山田町から東日本大震災の雇用創出事業を委託されたNPO法人「大雪りばぁねっと」(北海道旭川市、岡田栄悟代表理事)が今年度の事業費約7億9000万円を使い切り、雇用していた町民ら約140人を解雇した問題で、町は18日、法人との事業契約を解除した。法人の事業費の多くが使途不明となっており、町は同日を回答期限として法人に質問状を送ったが、回答は不十分だった。町は今後、刑事告訴も視野に全容解明を目指す。

町は昨年12月に、法人への事業委託を打ち切る方針を示していた。佐藤信逸町長はこの日の記者会見で、「(法人には)問題解決への誠意が感じられない。本日をもって委託契約を解除する。来週、刑事告訴を含めた今後の対応を弁護士と相談していく」と述べた。

町によると、この日午前6時15分、同町船越にある法人の拠点施設から町役場に回答文書計9枚がファクスで送られてきた。町は使途不明金に関する説明や資料の提出を、岡田氏らが出席の上で求めていたが、内容の大半は「資料を整理中」「郵送にて提出」などとなっていた。ファクス受信後も岡田氏から連絡は無く、町役場などに姿を現すことはなかったという。

同じく提出を求めていた岡田氏の履歴書や運転免許証のコピーも届かなかった。町幹部は「実質のゼロ回答だ」と憤った。

町はこのままでは全容解明には至らないと判断し、法人が事業を休止した昨年12月11日以降の契約解除の通知を旭川市の法人事務所に郵送した。

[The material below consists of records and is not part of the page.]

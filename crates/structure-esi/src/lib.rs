//! ESI access for structurebot.
//!
//! Authenticated corporation endpoints are routed through a Neucore ESI
//! proxy; universe data is read from public ESI. The [`SnapshotLoader`]
//! gathers everything `structure-core` needs for one corporation.
//!
//! # Example
//!
//! ```rust,no_run
//! use std::sync::Arc;
//! use structure_esi::{EsiClient, EsiConfig, NeucoreConfig, SnapshotLoader};
//!
//! # async fn example() -> structure_esi::Result<()> {
//! let neucore = NeucoreConfig::new(
//!     "https://neucore.example.com/api/app/v2/esi",
//!     "7",
//!     "secret",
//!     "96061222".parse()?,
//! )?;
//! let client = EsiClient::new(EsiConfig::new("https://esi.evetech.net")?.with_neucore(neucore))?;
//! let snapshot = SnapshotLoader::new(Arc::new(client), 8).load("Test Corp").await?;
//! println!("{} structures", snapshot.structures.len());
//! # Ok(())
//! # }
//! ```

#![forbid(unsafe_code)]
#![warn(missing_docs)]
#![warn(rustdoc::missing_crate_level_docs)]

pub mod api;
pub mod catalog;
pub mod client;
pub mod config;
pub mod error;
pub mod models;
pub mod names;
pub mod snapshot;

pub use api::{EsiApi, FakeEsi};
pub use catalog::{CatalogLoader, build_item_type};
pub use client::{EsiClient, Route};
pub use config::{Datasource, EsiConfig, NeucoreConfig, RetryConfig};
pub use error::{EsiError, Result};
pub use names::NameResolver;
pub use snapshot::{CorporationSnapshot, SnapshotLoader};
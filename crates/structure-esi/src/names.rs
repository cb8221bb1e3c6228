//! Cached name and id lookups.

use std::collections::HashMap;
use std::sync::Arc;

use parking_lot::RwLock;
use tracing::debug;

use crate::api::EsiApi;
use crate::error::{EsiError, Result};

/// Maximum entries per `/universe/ids/` or `/universe/names/` request.
pub const NAME_CHUNK: usize = 400;

/// Resolves names to ids and back, remembering every answer.
///
/// Name lookups ignore case; ESI answers with the canonical spelling.
#[derive(Debug)]
pub struct NameResolver<C> {
    client: Arc<C>,
    ids: RwLock<HashMap<(String, String), i64>>,
    names: RwLock<HashMap<i64, String>>,
}

impl<C: EsiApi> NameResolver<C> {
    /// Creates a resolver with empty caches.
    #[must_use]
    pub fn new(client: Arc<C>) -> Self {
        Self {
            client,
            ids: RwLock::new(HashMap::new()),
            names: RwLock::new(HashMap::new()),
        }
    }

    /// Ids for `names` in `category` (plural form, e.g. `corporations`).
    ///
    /// The result is keyed by the names as given. Names with no match are
    /// absent from it.
    pub async fn ids(&self, category: &str, names: &[&str]) -> Result<HashMap<String, i64>> {
        let missing: Vec<String> = {
            let cache = self.ids.read();
            names
                .iter()
                .filter(|name| !cache.contains_key(&id_key(category, name)))
                .map(|name| (*name).to_string())
                .collect()
        };

        for chunk in missing.chunks(NAME_CHUNK) {
            debug!(category, count = chunk.len(), "resolving names");
            let found = self.client.universe_ids(chunk).await?;
            let mut ids = self.ids.write();
            let mut known = self.names.write();
            for (found_category, entries) in found {
                for entry in entries {
                    known.insert(entry.id, entry.name.clone());
                    ids.insert(id_key(&found_category, &entry.name), entry.id);
                }
            }
        }

        let cache = self.ids.read();
        Ok(names
            .iter()
            .filter_map(|name| {
                cache
                    .get(&id_key(category, name))
                    .map(|id| ((*name).to_string(), *id))
            })
            .collect())
    }

    /// Id of a single corporation.
    pub async fn corporation_id(&self, name: &str) -> Result<i64> {
        self.ids("corporations", &[name])
            .await?
            .get(name)
            .copied()
            .ok_or_else(|| EsiError::NameNotFound {
                name: name.to_string(),
                category: "corporations".to_string(),
            })
    }

    /// Names for `ids`; unknown ids are absent from the result.
    pub async fn names(&self, ids: &[i64]) -> Result<HashMap<i64, String>> {
        let mut missing: Vec<i64> = {
            let cache = self.names.read();
            ids.iter().filter(|id| !cache.contains_key(id)).copied().collect()
        };
        missing.sort_unstable();
        missing.dedup();

        for chunk in missing.chunks(NAME_CHUNK) {
            debug!(count = chunk.len(), "resolving ids");
            let found = self.client.universe_names(chunk).await?;
            let mut names = self.names.write();
            for entry in found {
                names.insert(entry.id, entry.name);
            }
        }

        let cache = self.names.read();
        Ok(ids
            .iter()
            .filter_map(|id| cache.get(id).map(|name| (*id, name.clone())))
            .collect())
    }
}

fn id_key(category: &str, name: &str) -> (String, String) {
    (category.to_string(), name.to_lowercase())
}

#[cfg(test)]
mod tests {
    use super::*;
    use crate::api::FakeEsi;

    fn resolver() -> (Arc<FakeEsi>, NameResolver<FakeEsi>) {
        let fake = Arc::new(
            FakeEsi::new()
                .with_corporation(98_000_001, "Test Corp", None)
                .with_name(30_000_142, "Jita", "solar_system")
                .with_name(40_009_082, "Jita IV - Moon 4", "moon"),
        );
        (Arc::clone(&fake), NameResolver::new(fake))
    }

    #[tokio::test]
    async fn test_corporation_id_is_cached() {
        let (fake, resolver) = resolver();
        assert_eq!(resolver.corporation_id("Test Corp").await.unwrap(), 98_000_001);
        assert_eq!(resolver.corporation_id("Test Corp").await.unwrap(), 98_000_001);
        assert_eq!(fake.calls("universe_ids"), 1);
    }

    #[tokio::test]
    async fn test_corporation_id_ignores_case() {
        let (fake, resolver) = resolver();
        assert_eq!(resolver.corporation_id("test corp").await.unwrap(), 98_000_001);
        assert_eq!(resolver.corporation_id("TEST CORP").await.unwrap(), 98_000_001);
        assert_eq!(fake.calls("universe_ids"), 1);

        let ids = resolver.ids("corporations", &["Test CORP"]).await.unwrap();
        assert_eq!(ids.get("Test CORP"), Some(&98_000_001));
    }

    #[tokio::test]
    async fn test_unknown_corporation() {
        let (_, resolver) = resolver();
        let err = resolver.corporation_id("Nobody").await.unwrap_err();
        assert!(matches!(err, EsiError::NameNotFound { .. }));
    }

    #[tokio::test]
    async fn test_names_only_fetch_missing() {
        let (fake, resolver) = resolver();
        let first = resolver.names(&[30_000_142]).await.unwrap();
        assert_eq!(first[&30_000_142], "Jita");

        let second = resolver.names(&[30_000_142, 40_009_082, 40_009_082]).await.unwrap();
        assert_eq!(second.len(), 2);
        assert_eq!(second[&40_009_082], "Jita IV - Moon 4");
        assert_eq!(fake.calls("universe_names"), 2);

        resolver.names(&[30_000_142, 40_009_082]).await.unwrap();
        assert_eq!(fake.calls("universe_names"), 2);
    }

    #[tokio::test]
    async fn test_id_lookup_fills_name_cache() {
        let (fake, resolver) = resolver();
        resolver.corporation_id("Test Corp").await.unwrap();
        let names = resolver.names(&[98_000_001]).await.unwrap();
        assert_eq!(names[&98_000_001], "Test Corp");
        assert_eq!(fake.calls("universe_names"), 0);
    }

    #[tokio::test]
    async fn test_large_lookups_are_chunked() {
        let (fake, resolver) = resolver();
        let ids: Vec<i64> = (1..=(NAME_CHUNK as i64 * 2 + 1)).collect();
        resolver.names(&ids).await.unwrap();
        assert_eq!(fake.calls("universe_names"), 3);
    }
}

町のこれまでの調査では、法人関係者が代表を務めるリース会社「オール・ブリッジ」(石川県加賀市)に対し、今年度、法人からは「リース料」名目で約1億5000万円が支払われている。しかし、2011年度の人件費などが盛り込まれていたほか、オール社の通帳に入金記録が無いなど不自然な経理が明らかになった。昨年12月時点で約1億6500万円の業者への未払い金もあるという。

佐藤町長はこの日、「本人が来て誠意ある対応をするものだと思っていた。強く憤りを感じる」と語った。
岡田氏は18日、読売新聞の取材に対し、「問題解決と、元従業員への未払い賃金を支払うためにも、今後も町の調査に最大限協力したい」と話した。一方、「これまでに町に説明した内容が、議会や報道に公表されていない。町が我々に対して疑惑を印象づけるような形なので、こういった(書面での)対応にならざるを得ない」と述べ、町への不信感もにじませた。

町は18日、町の無償貸与により法人関係者が利用していた町内の宿泊施設「ケビンハウス」から、1週間以内をめどに退去するよう内容証明郵便を岡田氏ら入居者4人に送付した。今後、岡田氏らが町への資料提供や説明に応じるための確約書も法人宛てに郵送した。